[llvm] r340757 - [X86] When lowering v32i8 MULHS/MULHU, shuffle after the PACKUS rather than before.

Craig Topper via llvm-commits llvm-commits at lists.llvm.org
Mon Aug 27 10:20:41 PDT 2018


Author: ctopper
Date: Mon Aug 27 10:20:41 2018
New Revision: 340757

URL: http://llvm.org/viewvc/llvm-project?rev=340757&view=rev
Log:
[X86] When lowering v32i8 MULHS/MULHU, shuffle after the PACKUS rather than before.

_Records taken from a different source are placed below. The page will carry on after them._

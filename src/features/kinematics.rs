//! Image-plane speed and acceleration under a constant frame rate.

use super::track::Track;

/// Distance between the two most recent positions times `frame_rate`; 0 with fewer than two.
pub fn speed(track: &Track, frame_rate: f64) -> f64 {
    let mut recent = track.positions.recent(2);
    match (recent.next(), recent.next()) {
        (Some(p1), Some(p2)) => p1.distance(p2) * frame_rate,
        _ => 0.0,
    }
}

/// Difference of the two most recent speed samples times `frame_rate`.
/// `None` until two samples exist.
pub fn acceleration(track: &Track, frame_rate: f64) -> Option<f64> {
    let mut recent = track.speeds.recent(2);
    match (recent.next(), recent.next()) {
        (Some(previous), Some(latest)) => Some((latest - previous) * frame_rate),
        _ => None,
    }
}

#[cfg(test)]
mod tests {
    use super::*;
    use crate::detection::Point;

    #[test]
    fn speed_needs_two_positions() {
        let mut t = Track::new(1);
        assert_eq!(speed(&t, 30.0), 0.0);
        t.positions.push(Point::new(0.0, 0.0));
        assert_eq!(speed(&t, 30.0), 0.0);
        t.positions.push(Point::new(3.0, 4.0));
        assert_eq!(speed(&t, 30.0), 150.0);
        t.positions.push(Point::new(3.0, 5.0));
        assert_eq!(speed(&t, 30.0), 30.0);
    }

    #[test]
    fn acceleration_undefined_until_two_speeds() {
        let mut t = Track::new(1);
        assert_eq!(acceleration(&t, 30.0), None);
        t.speeds.push(10.0);
        assert_eq!(acceleration(&t, 30.0), None);
        t.speeds.push(12.0);
        assert_eq!(acceleration(&t, 30.0), Some(60.0));
        t.speeds.push(11.0);
        assert_eq!(acceleration(&t, 30.0), Some(-30.0));
    }
}
//! Pipeline benchmark: detections → behavior records (and the full frame with verdicts).

use criterion::{black_box, criterion_group, criterion_main, Criterion};
use drive_risk::config::{AnalyzerConfig, BehaviorConfig};
use drive_risk::features::BehaviorAnalyzer;
use drive_risk::model::{RiskClassifier, SharedClassifier};
use drive_risk::pipeline::RiskPipeline;
use drive_risk::Detection;

fn make_frame(frame: usize, vehicles: u64) -> Vec<Detection> {
    (0..vehicles)
        .map(|id| {
            let t = frame as f64;
            let x = t * (2.0 + id as f64 * 0.5);
            let y = 100.0 + (t * 0.7 + id as f64).sin() * 40.0;
            Detection::new(id, (x, y))
        })
        .collect()
}

fn bench_analyze(c: &mut Criterion) {
    let frames: Vec<Vec<Detection>> = (0..60).map(|f| make_frame(f, 20)).collect();

    c.bench_function("analyze_60_frames_20_vehicles", |b| {
        b.iter(|| {
            let mut analyzer = BehaviorAnalyzer::new(BehaviorConfig::default());
            for f in &frames {
                black_box(analyzer.analyze(black_box(f), 720.0));
            }
        })
    });
}

fn bench_full_pipeline(c: &mut Criterion) {
    let config = AnalyzerConfig::default();
    let classifier = SharedClassifier::new(RiskClassifier::new(config.classifier.clone()));
    classifier.ensure_trained().unwrap();
    let frames: Vec<Vec<Detection>> = (0..30).map(|f| make_frame(f, 10)).collect();

    c.bench_function("full_pipeline_30_frames_10_vehicles", |b| {
        b.iter(|| {
            let mut pipeline = RiskPipeline::new(&config, classifier.clone());
            for f in &frames {
                black_box(pipeline.process_frame(f, 720.0).unwrap());
            }
        })
    });
}

criterion_group!(benches, bench_analyze, bench_full_pipeline);
criterion_main!(benches);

We're using a 256-bit PACKUS to do the truncation, but that instruction operates on 128-bit lanes. So previously we shuffled first to rearrange the lanes. But that requires 2 shuffles. Instead we can shuffle after the PACKUS using a single VPERMQ. This matches what our normal LowerTRUNCATE code does when it uses PACKUS.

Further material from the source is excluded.